Preprocessing code/details

Question

Preprocessing code/details

chrisji opened this issue 3 years ago · comments

Hi - nice work on this!

Sorry if I'm not looking hard enough, but have you released the code/details for preprocessing sequences used in pre-training?

I.e. Steps 1 & 2 in the paper:

(1) removing all the trivial and junk characters and (2) standardizing the corpus with respect to Persian characters.

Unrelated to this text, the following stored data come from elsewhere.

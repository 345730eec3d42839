//! Per-byte classification of a ROM image, for eyeballing its contents.
//!
//! This is not a disassembler: it only knows a handful of opcodes, and every
//! byte is annotated on its own regardless of instruction boundaries.

mod opcode;

use std::{fmt, iter::FusedIterator};

pub use opcode::{ILLEGAL_OPS, JUMP_OPS};

use crate::{image::PAGE_LEN, OperandOutOfRange};
use opcode::Operand;

#[derive(Debug, Clone, Copy, PartialEq, Eq)]
pub enum Class {
    Normal,
    Jump,
    Illegal,
}

#[derive(Debug, Clone, Copy, PartialEq, Eq)]
pub struct Mnemonic {
    pub name: &'static str,
    pub operand: Option<u8>,
}

impl fmt::Display for Mnemonic {
    fn fmt(&self, f: &mut fmt::Formatter<'_>) -> fmt::Result {
        write!(f, "{}", self.name)?;
        if let Some(arg) = self.operand {
            write!(f, " = 0x{arg:02X}")?;
        }
        Ok(())
    }
}

#[derive(Debug, Clone, Copy, PartialEq, Eq)]
pub struct AnnotatedByte {
    pub offset: usize,
    pub value: u8,
    /// Least-significant bit first.
    pub bits: [bool; 8],
    pub class: Class,
    pub mnemonic: Option<Mnemonic>,
}

impl AnnotatedByte {
    /// 1-based page number, cycling through 1..=8 every 2 KiB.
    pub fn page(&self) -> usize {
        page(self.offset)
    }

    /// Offset within the page.
    pub fn page_offset(&self) -> u8 {
        (self.offset % PAGE_LEN) as u8
    }
}

pub fn page(offset: usize) -> usize {
    offset / PAGE_LEN % 8 + 1
}

pub fn bits(value: u8) -> [bool; 8] {
    std::array::from_fn(|i| value & 1 << i != 0)
}

/// Annotate every byte of `image`, in offset order.
///
/// A byte whose operand would lie past the end of the image yields
/// [`OperandOutOfRange`] in place of its record; iteration carries on.
pub fn annotate(image: &[u8]) -> Annotations<'_> {
    Annotations { image, offset: 0 }
}

#[derive(Debug, Clone)]
pub struct Annotations<'a> {
    image: &'a [u8],
    offset: usize,
}

impl Annotations<'_> {
    fn annotate_at(&self, offset: usize) -> Result<AnnotatedByte, OperandOutOfRange> {
        let value = self.image[offset];
        let entry = opcode::lookup(value);

        let mnemonic = match entry.instr {
            None => None,
            Some(instr) => {
                let operand = match instr.operand {
                    Operand::None => None,
                    Operand::Direct => {
                        let arg = self.image.get(offset + 1).copied().ok_or(
                            OperandOutOfRange {
                                offset,
                                opcode: value,
                            },
                        )?;
                        Some(arg)
                    }
                };
                Some(Mnemonic {
                    name: instr.name,
                    operand,
                })
            }
        };

        Ok(AnnotatedByte {
            offset,
            value,
            bits: bits(value),
            class: entry.class,
            mnemonic,
        })
    }
}

impl Iterator for Annotations<'_> {
    type Item = Result<AnnotatedByte, OperandOutOfRange>;

    fn next(&mut self) -> Option<Self::Item> {
        if self.offset >= self.image.len() {
            return None;
        }
        let item = self.annotate_at(self.offset);
        self.offset += 1;
        Some(item)
    }

    fn size_hint(&self) -> (usize, Option<usize>) {
        let n = self.image.len() - self.offset;
        (n, Some(n))
    }
}

impl ExactSizeIterator for Annotations<'_> {}

impl FusedIterator for Annotations<'_> {}

#[cfg(test)]
mod tests {
    use itertools::Itertools;
    use test_case::test_case;

    use super::*;

    fn one(value: u8) -> AnnotatedByte {
        annotate(&[value, 0x5a]).next().unwrap().unwrap()
    }

    #[test]
    fn one_record_per_byte() {
        let image: Vec<u8> = (0..=u8::MAX).cycle().take(0x900).collect();
        let records: Vec<_> = annotate(&image).collect::<Result<_, _>>().unwrap();
        assert_eq!(records.len(), image.len());
        assert!(records.iter().tuple_windows().all(|(a, b)| a.offset + 1 == b.offset));
        assert!(records.iter().all(|r| r.value == image[r.offset]));
    }

    #[test]
    fn restartable() {
        let image = [0x23, 0x10, 0x04, 0x00, 0x3b, 0x81];
        let first = annotate(&image).collect_vec();
        let second = annotate(&image).collect_vec();
        assert_eq!(first, second);

        let it = annotate(&image);
        assert_eq!(it.clone().collect_vec(), it.collect_vec());
    }

    #[test]
    fn empty_image() {
        assert_eq!(annotate(&[]).count(), 0);
    }

    #[test_case(0x00, [false; 8])]
    #[test_case(0x01, [true, false, false, false, false, false, false, false])]
    #[test_case(0x80, [false, false, false, false, false, false, false, true])]
    #[test_case(0xa5, [true, false, true, false, false, true, false, true])]
    #[test_case(0xff, [true; 8])]
    fn bit_pattern(value: u8, expected: [bool; 8]) {
        assert_eq!(bits(value), expected);
    }

    #[test_case(0x0000, 1, 0x00)]
    #[test_case(0x00ff, 1, 0xff)]
    #[test_case(0x0100, 2, 0x00)]
    #[test_case(0x07ff, 8, 0xff)]
    #[test_case(0x0800, 1, 0x00; "wraps every 2 KiB")]
    #[test_case(0x0a42, 3, 0x42)]
    fn page_coordinates(offset: usize, page: usize, page_offset: u8) {
        let image = vec![0; offset + 1];
        let record = annotate(&image).nth(offset).unwrap().unwrap();
        assert_eq!(record.page(), page);
        assert_eq!(record.page_offset(), page_offset);
    }

    #[test_case(0x04, Class::Jump)]
    #[test_case(0xe4, Class::Jump)]
    #[test_case(0x3b, Class::Illegal)]
    #[test_case(0xf3, Class::Illegal)]
    #[test_case(0x00, Class::Normal)]
    #[test_case(0x05, Class::Normal)]
    #[test_case(0x23, Class::Normal)]
    fn classification(value: u8, expected: Class) {
        assert_eq!(one(value).class, expected);
    }

    #[test_case(0x00, "Nop")]
    #[test_case(0xa3, "MOVP A, @A")]
    #[test_case(0xe3, "MOVP3 A, @A")]
    #[test_case(0x83, "RET")]
    #[test_case(0x93, "RETR")]
    #[test_case(0x80, "MOVX A, @R0")]
    #[test_case(0x81, "MOVX A, @R0"; "81 reads like 80")]
    #[test_case(0x90, "MOVX @R0, A")]
    #[test_case(0x91, "MOVX @R1, A")]
    fn mnemonic(value: u8, expected: &str) {
        let m = one(value).mnemonic.unwrap();
        assert_eq!(m.to_string(), expected);
        assert_eq!(m.operand, None);
    }

    #[test_case(0x01)]
    #[test_case(0x04)]
    #[test_case(0x42)]
    #[test_case(0xff)]
    fn no_mnemonic(value: u8) {
        assert_eq!(one(value).mnemonic, None);
    }

    #[test]
    fn mov_direct_reads_next_byte() {
        let image = [0x23, 0x7f, 0x00];
        let records = annotate(&image).collect_vec();
        let mov = records[0].as_ref().unwrap().mnemonic.unwrap();
        assert_eq!(mov.operand, Some(0x7f));
        assert_eq!(mov.to_string(), "MOV A, direct = 0x7F");

        // The operand byte still gets its own record.
        assert_eq!(records[1].as_ref().unwrap().value, 0x7f);
    }

    #[test]
    fn mov_direct_at_end() {
        let records = annotate(&[0x23]).collect_vec();
        assert_eq!(
            records,
            [Err(OperandOutOfRange {
                offset: 0,
                opcode: 0x23
            })]
        );
    }

    #[test]
    fn out_of_range_into_crate_error() {
        let err = annotate(&[0x23]).next().unwrap().unwrap_err();
        let crate_err = crate::Error::from(err);
        assert_eq!(crate_err, crate::Error::OperandOutOfRange(err));
        assert_eq!(
            crate_err.to_string(),
            "operand of opcode $23 at offset $0000 is past the end of the image"
        );
    }

    #[test]
    fn out_of_range_does_not_stop_iteration() {
        let image = [0x00, 0x23, 0x23];
        let records = annotate(&image).collect_vec();
        assert_eq!(records.len(), 3);
        assert!(records[0].is_ok());
        assert_eq!(records[1].as_ref().unwrap().mnemonic.unwrap().operand, Some(0x23));
        assert_eq!(
            records[2],
            Err(OperandOutOfRange {
                offset: 2,
                opcode: 0x23
            })
        );
    }
}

Is this at all handled by the included tokenizer, or should one recreate the preprocessing step for fine-tuning?

Thanks

Mehrdad Farahani · Answer 1 · Mon May 17 2021 16:30:58 GMT+0800 (China Standard Time)

Hi @chrisji,

We haven't released the code and the preprocessing yet due to the ongoing paper acceptance procedure. We used a hierarchy of preprocessing regarding Persian before getting data into the pretraining part (Tokenization, Model Preparation), but in the new version of Tokenizers (by Huggingface), you can easily define a bunch of preprocessing or postprocessing directly into your tokenizer as the following code (It's a schema you can add your own or even define a custom part).

from tokenizers import (
    Tokenizer,
    decoders,
    models,
    pre_tokenizers,
    processors,
    normalizers
)

tokenizer = Tokenizer(models.WordPiece())
tokenizer.pre_tokenizer = pre_tokenizers.BertPreTokenizer()
tokenizer.decoder = decoders.WordPiece()
tokenizer.post_processor = processors.BertProcessing()
tokenizer.normalizer = normalizers.BertNormalizer()